▶ **DIRECTIONS**:
Scan the records for the word "first". Report each line where it occurs.
==== PROVIDED DATA
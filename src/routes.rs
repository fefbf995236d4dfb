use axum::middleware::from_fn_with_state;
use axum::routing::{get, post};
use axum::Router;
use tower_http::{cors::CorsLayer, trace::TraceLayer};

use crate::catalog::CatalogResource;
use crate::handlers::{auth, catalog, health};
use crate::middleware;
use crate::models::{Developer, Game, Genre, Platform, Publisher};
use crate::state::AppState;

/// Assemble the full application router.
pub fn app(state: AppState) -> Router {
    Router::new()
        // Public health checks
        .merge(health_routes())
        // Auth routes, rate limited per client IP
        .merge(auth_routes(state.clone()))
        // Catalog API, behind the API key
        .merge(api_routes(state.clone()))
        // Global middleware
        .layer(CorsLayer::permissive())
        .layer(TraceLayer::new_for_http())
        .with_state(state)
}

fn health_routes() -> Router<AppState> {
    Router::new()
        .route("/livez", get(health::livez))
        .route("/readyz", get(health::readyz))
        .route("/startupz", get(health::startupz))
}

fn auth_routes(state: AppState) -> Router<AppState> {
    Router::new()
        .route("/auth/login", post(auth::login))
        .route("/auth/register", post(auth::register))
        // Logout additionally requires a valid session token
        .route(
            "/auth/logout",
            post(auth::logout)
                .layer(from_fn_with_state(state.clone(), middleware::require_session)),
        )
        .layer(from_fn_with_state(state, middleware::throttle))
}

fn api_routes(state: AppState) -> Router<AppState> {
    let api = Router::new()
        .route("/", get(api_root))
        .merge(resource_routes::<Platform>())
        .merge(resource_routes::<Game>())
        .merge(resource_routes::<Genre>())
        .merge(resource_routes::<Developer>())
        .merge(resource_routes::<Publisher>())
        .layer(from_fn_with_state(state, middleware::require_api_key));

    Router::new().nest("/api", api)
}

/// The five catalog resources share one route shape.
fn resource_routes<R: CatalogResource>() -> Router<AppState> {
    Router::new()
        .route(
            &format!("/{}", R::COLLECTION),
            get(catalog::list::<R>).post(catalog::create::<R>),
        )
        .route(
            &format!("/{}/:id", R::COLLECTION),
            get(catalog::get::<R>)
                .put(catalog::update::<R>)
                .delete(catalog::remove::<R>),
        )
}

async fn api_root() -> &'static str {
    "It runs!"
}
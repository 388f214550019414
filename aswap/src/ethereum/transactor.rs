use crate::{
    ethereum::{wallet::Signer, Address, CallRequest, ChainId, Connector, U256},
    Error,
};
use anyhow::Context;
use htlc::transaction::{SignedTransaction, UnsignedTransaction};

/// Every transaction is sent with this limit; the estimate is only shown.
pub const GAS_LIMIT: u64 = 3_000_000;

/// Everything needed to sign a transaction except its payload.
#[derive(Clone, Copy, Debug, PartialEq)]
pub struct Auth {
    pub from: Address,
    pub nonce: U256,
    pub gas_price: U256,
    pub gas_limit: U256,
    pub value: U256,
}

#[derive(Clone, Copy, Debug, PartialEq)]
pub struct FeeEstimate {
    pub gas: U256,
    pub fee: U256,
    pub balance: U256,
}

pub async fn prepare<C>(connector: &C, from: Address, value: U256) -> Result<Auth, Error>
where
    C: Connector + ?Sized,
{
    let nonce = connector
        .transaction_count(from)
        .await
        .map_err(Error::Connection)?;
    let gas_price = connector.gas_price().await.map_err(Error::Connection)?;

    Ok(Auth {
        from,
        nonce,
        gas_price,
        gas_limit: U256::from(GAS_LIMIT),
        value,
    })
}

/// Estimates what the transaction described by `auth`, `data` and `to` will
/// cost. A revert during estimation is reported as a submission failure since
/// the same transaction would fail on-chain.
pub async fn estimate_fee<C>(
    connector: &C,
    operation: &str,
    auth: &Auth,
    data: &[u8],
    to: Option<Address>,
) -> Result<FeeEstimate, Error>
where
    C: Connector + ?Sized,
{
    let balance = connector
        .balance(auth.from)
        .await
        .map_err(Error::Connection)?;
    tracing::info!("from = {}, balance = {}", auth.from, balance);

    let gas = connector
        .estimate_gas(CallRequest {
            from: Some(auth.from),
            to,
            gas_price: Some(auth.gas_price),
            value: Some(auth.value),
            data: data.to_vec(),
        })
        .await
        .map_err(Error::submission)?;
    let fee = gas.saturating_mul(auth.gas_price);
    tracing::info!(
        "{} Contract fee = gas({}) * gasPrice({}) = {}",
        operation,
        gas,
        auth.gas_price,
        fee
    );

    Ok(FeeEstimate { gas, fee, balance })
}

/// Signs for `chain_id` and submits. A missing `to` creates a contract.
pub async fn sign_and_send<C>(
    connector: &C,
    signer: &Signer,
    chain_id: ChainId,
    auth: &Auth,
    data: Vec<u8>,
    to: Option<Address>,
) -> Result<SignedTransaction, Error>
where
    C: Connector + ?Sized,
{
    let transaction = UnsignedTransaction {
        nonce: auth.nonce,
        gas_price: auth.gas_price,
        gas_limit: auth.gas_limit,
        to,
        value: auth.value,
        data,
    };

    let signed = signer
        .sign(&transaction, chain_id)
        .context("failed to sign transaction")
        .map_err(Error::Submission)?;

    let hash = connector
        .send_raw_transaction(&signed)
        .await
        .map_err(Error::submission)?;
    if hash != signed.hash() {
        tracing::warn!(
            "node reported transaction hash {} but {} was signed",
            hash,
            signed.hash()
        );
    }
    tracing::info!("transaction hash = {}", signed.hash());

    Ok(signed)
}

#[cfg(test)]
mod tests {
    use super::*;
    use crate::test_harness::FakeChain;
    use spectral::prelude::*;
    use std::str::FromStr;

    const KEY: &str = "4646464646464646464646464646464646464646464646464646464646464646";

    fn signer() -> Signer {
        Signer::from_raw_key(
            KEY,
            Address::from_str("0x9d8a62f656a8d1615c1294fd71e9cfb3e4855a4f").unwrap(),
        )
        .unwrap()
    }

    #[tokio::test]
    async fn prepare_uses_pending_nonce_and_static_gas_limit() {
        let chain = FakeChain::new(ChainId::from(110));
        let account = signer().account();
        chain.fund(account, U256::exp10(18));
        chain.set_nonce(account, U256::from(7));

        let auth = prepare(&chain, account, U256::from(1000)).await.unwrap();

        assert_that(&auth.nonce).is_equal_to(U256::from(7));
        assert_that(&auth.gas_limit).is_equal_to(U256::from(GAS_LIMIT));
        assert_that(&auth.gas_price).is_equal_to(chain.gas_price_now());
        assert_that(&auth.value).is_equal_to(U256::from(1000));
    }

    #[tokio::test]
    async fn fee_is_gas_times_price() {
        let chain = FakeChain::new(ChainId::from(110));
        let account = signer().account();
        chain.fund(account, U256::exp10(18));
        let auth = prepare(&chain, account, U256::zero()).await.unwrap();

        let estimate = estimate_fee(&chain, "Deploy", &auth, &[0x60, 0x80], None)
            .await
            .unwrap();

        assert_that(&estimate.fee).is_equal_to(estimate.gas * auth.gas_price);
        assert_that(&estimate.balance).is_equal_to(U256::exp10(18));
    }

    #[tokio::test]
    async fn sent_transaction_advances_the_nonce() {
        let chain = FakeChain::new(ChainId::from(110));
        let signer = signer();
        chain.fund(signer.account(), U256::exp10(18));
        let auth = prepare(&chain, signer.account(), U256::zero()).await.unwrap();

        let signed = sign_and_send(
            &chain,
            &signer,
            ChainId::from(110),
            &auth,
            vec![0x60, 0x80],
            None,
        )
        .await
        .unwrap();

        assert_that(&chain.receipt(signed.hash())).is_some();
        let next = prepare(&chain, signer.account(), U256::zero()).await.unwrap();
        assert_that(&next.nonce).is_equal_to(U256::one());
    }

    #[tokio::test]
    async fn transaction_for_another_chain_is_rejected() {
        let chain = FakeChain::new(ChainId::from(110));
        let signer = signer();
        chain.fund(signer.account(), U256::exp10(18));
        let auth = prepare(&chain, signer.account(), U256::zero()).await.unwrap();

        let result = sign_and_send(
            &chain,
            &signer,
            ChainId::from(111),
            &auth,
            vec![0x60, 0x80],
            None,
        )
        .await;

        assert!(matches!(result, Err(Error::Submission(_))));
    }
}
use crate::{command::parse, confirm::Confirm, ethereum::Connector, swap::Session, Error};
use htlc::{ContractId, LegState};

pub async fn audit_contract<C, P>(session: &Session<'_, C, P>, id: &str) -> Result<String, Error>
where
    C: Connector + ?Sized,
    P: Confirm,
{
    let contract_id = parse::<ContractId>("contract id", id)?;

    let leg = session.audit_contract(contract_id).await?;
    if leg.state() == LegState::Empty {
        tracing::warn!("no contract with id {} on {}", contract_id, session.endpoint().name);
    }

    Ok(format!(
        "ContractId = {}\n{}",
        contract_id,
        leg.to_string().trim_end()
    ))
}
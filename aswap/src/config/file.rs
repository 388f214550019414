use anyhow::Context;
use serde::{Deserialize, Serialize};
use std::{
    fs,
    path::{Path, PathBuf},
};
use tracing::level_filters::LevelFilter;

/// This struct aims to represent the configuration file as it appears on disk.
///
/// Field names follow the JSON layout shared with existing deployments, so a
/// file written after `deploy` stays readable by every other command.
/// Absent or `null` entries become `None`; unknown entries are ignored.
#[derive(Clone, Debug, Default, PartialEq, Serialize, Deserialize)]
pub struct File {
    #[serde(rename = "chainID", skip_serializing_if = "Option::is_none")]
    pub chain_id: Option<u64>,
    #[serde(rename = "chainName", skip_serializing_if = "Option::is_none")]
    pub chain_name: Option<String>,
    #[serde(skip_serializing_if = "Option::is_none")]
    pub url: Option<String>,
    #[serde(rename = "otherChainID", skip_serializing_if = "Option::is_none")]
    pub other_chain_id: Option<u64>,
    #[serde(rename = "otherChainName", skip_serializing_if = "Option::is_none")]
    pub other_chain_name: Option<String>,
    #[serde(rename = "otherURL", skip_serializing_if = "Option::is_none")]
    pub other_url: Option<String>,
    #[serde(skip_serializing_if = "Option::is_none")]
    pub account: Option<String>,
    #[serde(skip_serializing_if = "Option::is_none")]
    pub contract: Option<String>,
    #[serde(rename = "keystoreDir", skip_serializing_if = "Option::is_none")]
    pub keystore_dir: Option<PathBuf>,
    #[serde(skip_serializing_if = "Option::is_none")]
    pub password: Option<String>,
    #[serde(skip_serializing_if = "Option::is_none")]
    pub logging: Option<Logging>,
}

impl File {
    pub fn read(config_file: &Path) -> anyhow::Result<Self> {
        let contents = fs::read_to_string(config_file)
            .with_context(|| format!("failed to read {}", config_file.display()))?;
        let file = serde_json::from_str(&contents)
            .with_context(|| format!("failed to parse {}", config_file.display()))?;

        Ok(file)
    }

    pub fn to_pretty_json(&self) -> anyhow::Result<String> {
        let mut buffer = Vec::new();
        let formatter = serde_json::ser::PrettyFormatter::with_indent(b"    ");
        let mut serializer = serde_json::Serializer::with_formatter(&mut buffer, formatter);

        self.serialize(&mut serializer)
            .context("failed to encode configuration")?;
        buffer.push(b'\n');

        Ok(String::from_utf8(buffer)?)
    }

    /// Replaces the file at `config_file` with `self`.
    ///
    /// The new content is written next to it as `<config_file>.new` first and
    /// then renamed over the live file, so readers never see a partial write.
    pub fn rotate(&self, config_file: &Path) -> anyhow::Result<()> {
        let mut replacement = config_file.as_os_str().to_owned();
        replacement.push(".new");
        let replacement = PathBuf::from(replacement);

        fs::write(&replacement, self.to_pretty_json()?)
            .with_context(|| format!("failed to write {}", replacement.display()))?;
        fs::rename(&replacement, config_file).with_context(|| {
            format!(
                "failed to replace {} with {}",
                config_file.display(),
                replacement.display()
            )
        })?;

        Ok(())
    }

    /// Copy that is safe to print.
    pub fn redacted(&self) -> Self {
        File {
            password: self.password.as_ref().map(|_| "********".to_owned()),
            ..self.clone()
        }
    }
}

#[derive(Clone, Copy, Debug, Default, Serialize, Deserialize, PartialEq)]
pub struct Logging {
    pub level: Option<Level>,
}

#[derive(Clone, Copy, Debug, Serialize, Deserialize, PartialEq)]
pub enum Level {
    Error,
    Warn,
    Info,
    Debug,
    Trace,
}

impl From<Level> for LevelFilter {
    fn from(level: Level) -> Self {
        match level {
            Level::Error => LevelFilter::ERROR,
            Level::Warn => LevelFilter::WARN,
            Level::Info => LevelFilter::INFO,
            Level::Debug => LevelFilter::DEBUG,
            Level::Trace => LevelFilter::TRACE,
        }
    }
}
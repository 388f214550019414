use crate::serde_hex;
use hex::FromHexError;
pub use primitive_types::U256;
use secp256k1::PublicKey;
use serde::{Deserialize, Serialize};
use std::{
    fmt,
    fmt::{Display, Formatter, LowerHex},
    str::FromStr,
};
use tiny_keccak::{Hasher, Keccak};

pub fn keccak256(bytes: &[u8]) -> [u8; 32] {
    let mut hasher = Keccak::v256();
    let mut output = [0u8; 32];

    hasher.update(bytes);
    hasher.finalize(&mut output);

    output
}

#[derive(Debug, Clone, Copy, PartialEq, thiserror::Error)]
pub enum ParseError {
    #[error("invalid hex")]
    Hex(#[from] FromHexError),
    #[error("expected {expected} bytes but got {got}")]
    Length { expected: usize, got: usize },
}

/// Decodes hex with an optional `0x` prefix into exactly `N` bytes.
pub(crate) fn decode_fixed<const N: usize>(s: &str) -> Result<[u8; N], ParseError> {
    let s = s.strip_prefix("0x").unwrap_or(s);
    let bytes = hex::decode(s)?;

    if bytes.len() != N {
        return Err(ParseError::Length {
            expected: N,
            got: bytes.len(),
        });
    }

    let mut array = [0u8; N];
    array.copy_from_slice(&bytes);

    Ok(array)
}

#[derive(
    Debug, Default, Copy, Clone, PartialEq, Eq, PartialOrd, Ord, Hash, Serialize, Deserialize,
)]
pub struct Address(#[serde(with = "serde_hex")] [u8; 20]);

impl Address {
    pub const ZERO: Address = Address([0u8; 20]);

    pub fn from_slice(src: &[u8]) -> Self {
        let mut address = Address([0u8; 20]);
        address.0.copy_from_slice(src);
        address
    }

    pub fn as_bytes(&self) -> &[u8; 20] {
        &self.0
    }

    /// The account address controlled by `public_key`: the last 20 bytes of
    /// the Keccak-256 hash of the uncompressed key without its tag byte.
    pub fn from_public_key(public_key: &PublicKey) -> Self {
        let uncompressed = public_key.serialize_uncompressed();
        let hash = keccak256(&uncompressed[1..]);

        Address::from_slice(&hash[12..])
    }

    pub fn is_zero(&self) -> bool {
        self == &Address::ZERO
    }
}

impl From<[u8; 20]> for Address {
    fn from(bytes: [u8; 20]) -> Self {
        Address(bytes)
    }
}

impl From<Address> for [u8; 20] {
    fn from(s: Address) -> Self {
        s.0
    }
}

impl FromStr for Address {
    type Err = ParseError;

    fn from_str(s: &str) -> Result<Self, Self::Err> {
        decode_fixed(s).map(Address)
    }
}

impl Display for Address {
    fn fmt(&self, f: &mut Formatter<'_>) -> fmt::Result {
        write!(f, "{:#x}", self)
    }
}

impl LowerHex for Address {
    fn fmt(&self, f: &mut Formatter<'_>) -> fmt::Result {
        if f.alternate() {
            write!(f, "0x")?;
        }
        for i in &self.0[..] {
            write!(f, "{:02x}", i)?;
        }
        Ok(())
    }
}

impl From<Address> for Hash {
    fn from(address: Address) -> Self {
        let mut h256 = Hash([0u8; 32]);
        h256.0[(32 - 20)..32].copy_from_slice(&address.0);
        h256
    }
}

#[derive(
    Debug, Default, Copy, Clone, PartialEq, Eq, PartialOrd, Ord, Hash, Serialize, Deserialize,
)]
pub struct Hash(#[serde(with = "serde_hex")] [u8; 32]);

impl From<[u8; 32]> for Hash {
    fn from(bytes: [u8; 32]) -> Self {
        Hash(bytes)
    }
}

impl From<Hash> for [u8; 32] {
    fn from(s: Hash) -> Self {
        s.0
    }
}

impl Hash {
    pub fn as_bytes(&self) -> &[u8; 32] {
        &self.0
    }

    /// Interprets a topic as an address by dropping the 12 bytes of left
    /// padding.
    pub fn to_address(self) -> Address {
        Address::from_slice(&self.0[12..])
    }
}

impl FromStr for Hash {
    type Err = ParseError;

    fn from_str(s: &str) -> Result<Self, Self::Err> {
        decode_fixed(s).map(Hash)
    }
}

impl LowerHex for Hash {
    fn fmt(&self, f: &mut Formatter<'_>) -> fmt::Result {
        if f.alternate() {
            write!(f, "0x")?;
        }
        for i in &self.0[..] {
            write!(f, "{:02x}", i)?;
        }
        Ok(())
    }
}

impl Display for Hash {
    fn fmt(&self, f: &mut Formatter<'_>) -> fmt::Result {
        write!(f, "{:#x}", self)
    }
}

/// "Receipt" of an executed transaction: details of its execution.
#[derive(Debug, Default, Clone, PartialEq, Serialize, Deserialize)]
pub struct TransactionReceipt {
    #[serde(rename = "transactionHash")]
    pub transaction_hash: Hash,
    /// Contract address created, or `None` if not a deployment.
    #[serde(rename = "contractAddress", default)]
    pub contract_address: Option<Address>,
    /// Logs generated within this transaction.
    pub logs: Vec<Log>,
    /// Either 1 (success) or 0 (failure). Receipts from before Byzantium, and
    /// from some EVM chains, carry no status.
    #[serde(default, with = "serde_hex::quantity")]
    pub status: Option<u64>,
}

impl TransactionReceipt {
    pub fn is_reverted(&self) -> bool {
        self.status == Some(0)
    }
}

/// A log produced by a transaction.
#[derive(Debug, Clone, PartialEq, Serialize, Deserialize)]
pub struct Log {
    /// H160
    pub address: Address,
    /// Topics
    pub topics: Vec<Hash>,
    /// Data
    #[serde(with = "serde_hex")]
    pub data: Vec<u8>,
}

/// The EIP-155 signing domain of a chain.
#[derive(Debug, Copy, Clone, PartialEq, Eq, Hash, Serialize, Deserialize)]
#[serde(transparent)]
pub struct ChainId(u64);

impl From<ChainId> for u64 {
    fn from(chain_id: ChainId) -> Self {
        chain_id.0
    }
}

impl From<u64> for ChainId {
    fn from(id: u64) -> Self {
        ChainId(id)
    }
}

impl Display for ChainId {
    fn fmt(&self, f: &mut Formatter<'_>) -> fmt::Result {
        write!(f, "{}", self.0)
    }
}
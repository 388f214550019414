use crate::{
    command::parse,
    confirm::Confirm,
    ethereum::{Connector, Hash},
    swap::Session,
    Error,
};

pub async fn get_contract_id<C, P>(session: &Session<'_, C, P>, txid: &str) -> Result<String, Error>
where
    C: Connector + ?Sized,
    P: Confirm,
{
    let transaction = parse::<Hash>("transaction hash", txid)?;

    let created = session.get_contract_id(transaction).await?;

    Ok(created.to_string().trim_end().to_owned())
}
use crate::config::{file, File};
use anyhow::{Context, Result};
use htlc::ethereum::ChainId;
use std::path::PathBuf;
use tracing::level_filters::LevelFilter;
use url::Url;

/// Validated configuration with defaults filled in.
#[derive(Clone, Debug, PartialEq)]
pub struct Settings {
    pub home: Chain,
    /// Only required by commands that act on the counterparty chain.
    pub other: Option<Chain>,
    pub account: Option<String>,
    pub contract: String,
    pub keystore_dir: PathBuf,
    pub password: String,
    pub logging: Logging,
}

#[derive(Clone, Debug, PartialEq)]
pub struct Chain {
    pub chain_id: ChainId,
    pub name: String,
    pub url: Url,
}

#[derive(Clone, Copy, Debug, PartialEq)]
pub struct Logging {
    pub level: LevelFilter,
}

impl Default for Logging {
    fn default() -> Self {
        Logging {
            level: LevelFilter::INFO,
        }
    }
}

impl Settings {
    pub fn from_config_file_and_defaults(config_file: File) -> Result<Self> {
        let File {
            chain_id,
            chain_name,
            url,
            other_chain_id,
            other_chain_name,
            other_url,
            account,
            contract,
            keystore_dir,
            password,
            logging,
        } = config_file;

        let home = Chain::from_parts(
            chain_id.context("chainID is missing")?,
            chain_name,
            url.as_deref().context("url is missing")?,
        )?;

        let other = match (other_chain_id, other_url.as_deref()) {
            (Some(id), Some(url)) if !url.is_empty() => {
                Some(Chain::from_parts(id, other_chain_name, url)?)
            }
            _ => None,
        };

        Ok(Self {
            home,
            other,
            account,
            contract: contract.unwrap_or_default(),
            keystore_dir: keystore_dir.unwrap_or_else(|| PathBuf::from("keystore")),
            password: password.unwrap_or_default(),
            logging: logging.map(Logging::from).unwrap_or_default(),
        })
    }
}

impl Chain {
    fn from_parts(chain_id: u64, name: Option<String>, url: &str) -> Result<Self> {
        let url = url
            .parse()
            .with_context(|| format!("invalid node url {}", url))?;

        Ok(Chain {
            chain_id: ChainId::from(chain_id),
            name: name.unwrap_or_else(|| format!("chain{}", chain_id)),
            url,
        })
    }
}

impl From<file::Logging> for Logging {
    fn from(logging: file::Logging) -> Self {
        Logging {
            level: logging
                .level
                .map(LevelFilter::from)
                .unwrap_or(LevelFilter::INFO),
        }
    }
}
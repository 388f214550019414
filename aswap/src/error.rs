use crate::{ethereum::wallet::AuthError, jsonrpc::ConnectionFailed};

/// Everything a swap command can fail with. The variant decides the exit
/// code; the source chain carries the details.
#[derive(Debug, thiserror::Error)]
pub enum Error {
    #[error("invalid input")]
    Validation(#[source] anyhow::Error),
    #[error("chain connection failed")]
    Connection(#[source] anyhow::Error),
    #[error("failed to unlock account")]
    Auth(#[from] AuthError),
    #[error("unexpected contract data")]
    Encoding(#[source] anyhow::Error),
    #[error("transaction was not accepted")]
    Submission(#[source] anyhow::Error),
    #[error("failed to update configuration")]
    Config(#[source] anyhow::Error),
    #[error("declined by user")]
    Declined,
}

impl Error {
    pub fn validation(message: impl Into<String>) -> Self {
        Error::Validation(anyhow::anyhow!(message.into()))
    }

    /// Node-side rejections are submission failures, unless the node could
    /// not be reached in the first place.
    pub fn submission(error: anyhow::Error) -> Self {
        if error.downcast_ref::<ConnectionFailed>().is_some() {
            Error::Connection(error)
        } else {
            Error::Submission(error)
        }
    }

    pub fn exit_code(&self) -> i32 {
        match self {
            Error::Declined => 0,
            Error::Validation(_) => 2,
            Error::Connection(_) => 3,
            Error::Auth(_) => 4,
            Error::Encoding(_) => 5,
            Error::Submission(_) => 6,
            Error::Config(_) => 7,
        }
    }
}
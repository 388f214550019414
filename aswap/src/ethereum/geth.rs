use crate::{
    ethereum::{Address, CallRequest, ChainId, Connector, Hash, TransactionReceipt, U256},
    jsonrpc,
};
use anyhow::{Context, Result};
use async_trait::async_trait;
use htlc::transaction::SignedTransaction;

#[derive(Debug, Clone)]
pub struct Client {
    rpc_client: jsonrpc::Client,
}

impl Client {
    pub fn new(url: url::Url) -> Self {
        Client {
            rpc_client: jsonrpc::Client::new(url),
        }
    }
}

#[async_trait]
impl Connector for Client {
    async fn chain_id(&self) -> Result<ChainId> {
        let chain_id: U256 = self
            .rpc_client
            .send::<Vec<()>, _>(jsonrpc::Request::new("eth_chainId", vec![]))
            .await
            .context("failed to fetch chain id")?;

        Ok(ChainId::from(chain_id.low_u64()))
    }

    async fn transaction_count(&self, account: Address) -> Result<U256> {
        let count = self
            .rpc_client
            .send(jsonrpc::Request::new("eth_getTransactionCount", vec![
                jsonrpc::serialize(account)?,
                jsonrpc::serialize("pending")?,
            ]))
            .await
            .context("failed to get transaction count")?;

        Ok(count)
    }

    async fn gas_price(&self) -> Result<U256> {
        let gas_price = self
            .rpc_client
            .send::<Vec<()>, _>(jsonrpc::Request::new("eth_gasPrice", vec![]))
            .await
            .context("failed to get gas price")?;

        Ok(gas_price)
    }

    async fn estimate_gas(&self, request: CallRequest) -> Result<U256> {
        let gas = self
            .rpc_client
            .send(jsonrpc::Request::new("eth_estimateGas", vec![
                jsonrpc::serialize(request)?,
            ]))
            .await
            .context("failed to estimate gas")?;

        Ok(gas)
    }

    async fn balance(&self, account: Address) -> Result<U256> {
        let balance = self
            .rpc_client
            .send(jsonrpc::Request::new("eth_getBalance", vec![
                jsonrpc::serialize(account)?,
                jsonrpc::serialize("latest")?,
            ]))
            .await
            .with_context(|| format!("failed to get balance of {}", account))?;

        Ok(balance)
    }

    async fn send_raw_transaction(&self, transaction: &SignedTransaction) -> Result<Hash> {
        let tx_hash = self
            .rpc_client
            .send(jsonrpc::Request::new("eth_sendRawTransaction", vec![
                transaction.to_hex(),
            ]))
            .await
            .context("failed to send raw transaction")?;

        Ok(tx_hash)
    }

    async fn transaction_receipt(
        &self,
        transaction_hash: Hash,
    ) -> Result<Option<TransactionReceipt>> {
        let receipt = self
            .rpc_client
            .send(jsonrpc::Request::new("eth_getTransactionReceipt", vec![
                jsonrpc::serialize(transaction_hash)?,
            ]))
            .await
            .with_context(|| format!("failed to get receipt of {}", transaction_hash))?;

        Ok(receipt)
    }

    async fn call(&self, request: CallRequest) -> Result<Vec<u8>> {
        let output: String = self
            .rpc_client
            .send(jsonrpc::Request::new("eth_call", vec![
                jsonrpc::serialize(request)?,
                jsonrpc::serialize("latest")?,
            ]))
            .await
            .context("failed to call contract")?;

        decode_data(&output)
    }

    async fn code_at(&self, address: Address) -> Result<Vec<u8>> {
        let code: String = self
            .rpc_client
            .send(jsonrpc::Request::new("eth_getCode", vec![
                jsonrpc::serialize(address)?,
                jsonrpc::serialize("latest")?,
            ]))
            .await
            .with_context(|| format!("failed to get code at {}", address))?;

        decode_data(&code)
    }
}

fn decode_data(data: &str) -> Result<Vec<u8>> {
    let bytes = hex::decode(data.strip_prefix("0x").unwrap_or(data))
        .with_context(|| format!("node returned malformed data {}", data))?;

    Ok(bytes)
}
========
▶ **WORKED SOLUTION**:
    /// The new content is written next to it as `<config_file>.new` first and
    /// not be reached in the first place.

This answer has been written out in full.